▶ [Data in this exercise]
BEGIN
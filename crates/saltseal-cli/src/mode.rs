//! Mode selection and the immutable run configuration.

use std::ffi::OsString;

use saltseal_common::{Error, Result};
use tracing::warn;

use crate::Args;

/// What a single invocation does.
#[derive(Debug, Clone, Copy, PartialEq, Eq)]
pub enum Mode {
    Encrypt,
    Decrypt,
    GenerateKeys,
}

impl Mode {
    /// Pick the mode from the three mode flags.
    ///
    /// Key generation wins over everything else. Otherwise exactly one of
    /// encrypt and decrypt must be set.
    pub fn select(encrypt: bool, decrypt: bool, generate: bool) -> Result<Self> {
        match (encrypt, decrypt, generate) {
            (_, _, true) => Ok(Mode::GenerateKeys),
            (true, false, false) => Ok(Mode::Encrypt),
            (false, true, false) => Ok(Mode::Decrypt),
            (true, true, false) => Err(Error::usage("-e and -d are mutually exclusive")),
            (false, false, false) => Err(Error::usage("no mode selected")),
        }
    }
}

/// Where the message or ciphertext comes from.
#[derive(Debug, Clone, PartialEq, Eq)]
pub enum Input {
    /// Literal bytes of the single positional argument.
    Argument(Vec<u8>),
    /// Everything on standard input.
    Stdin,
}

/// Validated configuration, built once at startup.
#[derive(Debug)]
pub struct Config {
    pub mode: Mode,
    /// Secret key (secret-box) or private key (box), hex.
    pub key: String,
    /// Peer public key, hex. Empty selects secret-box mode.
    pub public_key: String,
    pub input: Input,
}

impl Config {
    pub fn from_args(args: Args) -> Result<Self> {
        let mode = Mode::select(args.encrypt, args.decrypt, args.generate)?;

        Ok(Self {
            mode,
            key: args.key.unwrap_or_default(),
            public_key: args.public_key.unwrap_or_default(),
            input: select_input(args.message),
        })
    }
}

fn select_input(mut message: Vec<OsString>) -> Input {
    match message.len() {
        1 => Input::Argument(message.remove(0).into_encoded_bytes()),
        0 => Input::Stdin,
        n => {
            warn!("{} positional arguments given, reading message from stdin", n);
            Input::Stdin
        }
    }
}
END
▶ [Activity] Each entry above is to be quoted exactly.

▶ [Answer section]
filename crates/saltseal-cli/src/mode.rs
//! Mode selection and the immutable run configuration.

use std::ffi::OsString;

use saltseal_common::{Error, Result};
use tracing::warn;

use crate::Args;

/// What a single invocation does.
#[derive(Debug, Clone, Copy, PartialEq, Eq)]
pub enum Mode {
    Encrypt,
    Decrypt,
    GenerateKeys,
}

impl Mode {
    /// Pick the mode from the three mode flags.
    ///
    /// Key generation wins over everything else. Otherwise exactly one of
    /// encrypt and decrypt must be set.
    pub fn select(encrypt: bool, decrypt: bool, generate: bool) -> Result<Self> {
        match (encrypt, decrypt, generate) {
            (_, _, true) => Ok(Mode::GenerateKeys),
            (true, false, false) => Ok(Mode::Encrypt),
            (false, true, false) => Ok(Mode::Decrypt),
            (true, true, false) => Err(Error::usage("-e and -d are mutually exclusive")),
            (false, false, false) => Err(Error::usage("no mode selected")),
        }
    }
}

/// Where the message or ciphertext comes from.
#[derive(Debug, Clone, PartialEq, Eq)]
pub enum Input {
    /// Literal bytes of the single positional argument.
    Argument(Vec<u8>),
    /// Everything on standard input.
    Stdin,
}

/// Validated configuration, built once at startup.
#[derive(Debug)]
pub struct Config {
    pub mode: Mode,
    /// Secret key (secret-box) or private key (box), hex.
    pub key: String,
    /// Peer public key, hex. Empty selects secret-box mode.
    pub public_key: String,
    pub input: Input,
}

impl Config {
    pub fn from_args(args: Args) -> Result<Self> {
        let mode = Mode::select(args.encrypt, args.decrypt, args.generate)?;

        Ok(Self {
            mode,
            key: args.key.unwrap_or_default(),
            public_key: args.public_key.unwrap_or_default(),
            input: select_input(args.message),
        })
    }
}

fn select_input(mut message: Vec<OsString>) -> Input {
    match message.len() {
        1 => Input::Argument(message.remove(0).into_encoded_bytes()),
        0 => Input::Stdin,
        n => {
            warn!("{} positional arguments given, reading message from stdin", n);
            Input::Stdin
        }
    }
}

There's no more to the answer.